ROBOT Tutorial: Quality Control with ROBOT¶

In this tutorial you will learn how to set up your QC pipeline with ROBOT report, verify, validate-profile and reason.

Preparation¶

You should know how to run ROBOT commands on your machine
You should have a basic understanding of OWL and reasoning

Overview¶

Quality control is a very large concern in ontologies. For example, we want to make sure that our editors use the right annotation properties to attach metadata to terms (such as a date, or a label), or to make sure that our last edit did not accidentally introduce a logical error. In ROBOT, we have four commands that help us in particular to ensure the quality of our ontologies:

ROBOT validate-profile: Ensures that your ontology is a syntactically valid OWL ontology.
ROBOT verify: Define "bad examples", i.e. situations you want to avoid as SPARQL queries and use verify to ensure they do not appear in your ontology.
ROBOT report: Use dozens of time tested best practice checks curated by the OBO Technical Working Group to check your ontology for typical errors, like missing labels or wrong license declarations.
ROBOT reason: Use reason to ensure that your ontology is consistent and coherent and test the "unique name assumption".

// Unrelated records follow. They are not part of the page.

use url::Url;

use crate::core::{AppId, AvClient, AvError, RetryConfig};
use crate::versions::{
    fetch::{collect_chunks, fetch_with_retry},
    model::{VersionHistory, VersionRecord, normalize},
    wire::{RawVersion, parse_created_at},
};

/// Fetch the version history for an app: chunked collection from the
/// primary source, single-page fallback on any primary failure, then
/// normalization.
///
/// The fallback runs only in the primary error arm, so a fallback failure
/// after a primary success cannot occur. When both sources fail, the
/// fallback's error propagates; its classification is what the caller maps
/// to an HTTP status.
pub(super) async fn fetch_versions(
    client: &AvClient,
    app_id: &AppId,
    page: u32,
    limit: u32,
    max_chunks: u32,
    retry_override: Option<&RetryConfig>,
) -> Result<VersionHistory, AvError> {
    let retry = retry_override.unwrap_or_else(|| client.retry());

    let primary = versions_url(client.base_primary(), app_id, page, limit);
    let primary_run = async {
        let collected = collect_chunks(client, &primary, app_id, limit, max_chunks, retry).await?;
        let records = records_from_raw(collected.raw);
        if records.is_empty() {
            return Err(AvError::NoData {
                app_id: app_id.to_string(),
            });
        }
        Ok((records, collected.chunks, collected.has_more))
    };

    let primary_err = match primary_run.await {
        Ok((records, chunks, has_more)) => {
            return Ok(normalize(records, chunks, has_more));
        }
        Err(e) => e,
    };

    #[cfg(feature = "tracing")]
    tracing::warn!(
        %app_id,
        error = %primary_err,
        "primary version source failed, trying fallback"
    );
    #[cfg(not(feature = "tracing"))]
    let _ = &primary_err;

    // Fallback policy: one retry-wrapped call, no chunk loop.
    let fallback = versions_url(client.base_fallback(), app_id, page, limit);
    let value = fetch_with_retry(client, &fallback, retry).await?;

    let records = match value.as_array() {
        Some(items) => records_from_raw(
            items
                .iter()
                .filter_map(|item| serde_json::from_value::<RawVersion>(item.clone()).ok())
                .collect(),
        ),
        None => Vec::new(),
    };

    if records.is_empty() {
        return Err(AvError::NoData {
            app_id: app_id.to_string(),
        });
    }

    Ok(normalize(records, 1, false))
}

fn versions_url(base: &Url, app_id: &AppId, page: u32, limit: u32) -> Url {
    let mut url = base.clone();
    url.query_pairs_mut()
        .append_pair("id", app_id.as_str())
        .append_pair("page", &page.to_string())
        .append_pair("limit", &limit.to_string());
    url
}

/// Project raw entries into the public model, dropping entries without an
/// identifier or a parseable timestamp.
fn records_from_raw(raw: Vec<RawVersion>) -> Vec<VersionRecord> {
    raw.into_iter()
        .filter_map(|entry| {
            let external_id = entry.external_identifier?.into_string();
            let created_at = parse_created_at(&entry.created_at?)?;
            Some(VersionRecord {
                version: entry.bundle_version.unwrap_or_else(|| "N/A".to_string()),
                created_at,
                external_id,
                release_notes: entry.release_notes,
            })
        })
        .collect()
}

In the following, we will learn about all of these and how they fit in the wider concerns of ontology quality control.

Download test ontology¶

Download example.owl, or get it via the command line:

curl https://raw.githubusercontent.com/OBOAcademy/obook/master/docs/tutorial/robot_tutorial_qc/example.owl > example.owl

Let us ensure we are using the same ROBOT version:

robot --version

We see:

ROBOT version 1.8.3

ROBOT validate-profile¶

ROBOT validate-profile: Ensures that your ontology is a syntactically valid OWL ontology. This is the absolute minimum check - some "violations" to OWL 2 DL validity cause the reasoner to behave in unexpected and wrong ways!

robot validate-profile --profile DL -i example.owl

Thankfully, our test ontology is in valid OWL DL:

OWL 2 DL Profile Report: [Ontology and imports closure in profile]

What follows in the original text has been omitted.